A spokesperson for the Cabinet Office told reporters that all the focus groups related to the government’s coronavirus messaging, and that any references to Brexit in the government’s official disclosure were misleading.
They added that Gove and Cummings had no role in selecting companies supplying services to the government.
The Public First contract is being challenged by the Good Law Project, which wrote to Gove on Thursday and said it planned to seek a judicial reward of the contract’s award, citing “apparent bias” due to the company’s “close personal and professional connections” with Gove and Cummings.
Asked by reporters if Public First’s links to Gove and Cummings were a factor in the firm being awarded the contract, the Cabinet Office spokesperson said: “This is nonsense. Public First were contracted to undertake this work because of their wealth of experience in the area.
“Public First was awarded a contract to carry out daily focus groups across the country in response to the COVID-19 crisis.They carried out this work to make sure the vitally important public health messages the Government was issuing were the right ones. This work will continue to inform future COVID-19 campaign activity.”
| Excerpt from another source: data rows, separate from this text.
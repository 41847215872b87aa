//! Configuration loading from disk.

use std::fs;
use std::path::Path;

use crate::config::schema::EchoConfig;
use crate::config::validation::{validate_config, ValidationError};

/// Error type for configuration loading.
#[derive(Debug, thiserror::Error)]
pub enum ConfigError {
    #[error("IO error: {0}")]
    Io(#[from] std::io::Error),

    #[error("Parse error: {0}")]
    Parse(#[from] toml::de::Error),

    #[error("Validation failed: {}", join(.0))]
    Validation(Vec<ValidationError>),
}

fn join(errors: &[ValidationError]) -> String {
    errors
        .iter()
        .map(ToString::to_string)
        .collect::<Vec<_>>()
        .join(", ")
}

/// Load and validate configuration from a TOML file.
pub fn load_config(path: &Path) -> Result<EchoConfig, ConfigError> {
    let content = fs::read_to_string(path)?;
    parse_config(&content)
}

/// Parse and validate configuration from TOML text.
pub fn parse_config(content: &str) -> Result<EchoConfig, ConfigError> {
    let config: EchoConfig = toml::from_str(content)?;

    validate_config(&config).map_err(ConfigError::Validation)?;

    Ok(config)
}

#[cfg(test)]
mod tests {
    use super::*;

    #[test]
    fn test_parse_valid() {
        let config = parse_config("[listener]\nport = 3000\n").unwrap();
        assert_eq!(config.listener.port, 3000);
    }

    #[test]
    fn test_parse_error() {
        let err = parse_config("[listener]\nport = \"nope\"\n").unwrap_err();
        assert!(matches!(err, ConfigError::Parse(_)));
    }

    #[test]
    fn test_validation_error_message() {
        let err = parse_config("[timeouts]\nrequest_secs = 0\n").unwrap_err();
        assert_eq!(
            err.to_string(),
            "Validation failed: timeouts.request_secs must be greater than zero"
        );
    }

    #[test]
    fn test_missing_file() {
        let err = load_config(Path::new("/nonexistent/echo-server.toml")).unwrap_err();
        assert!(matches!(err, ConfigError::Io(_)));
    }
}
Rachel Reeves, Labour’s shadow Cabinet Office minister, said: “It beggars belief that the government’s desperate defence of handing a contract for daily focus groups on COVD-19 and Brexit to longstanding friends of ministers is coincidence and clerical incompetence.
“They should come clean about the purpose of this project, why this company was chosen without it going to tender and publish the research findings and recommendations for people to see for themselves.”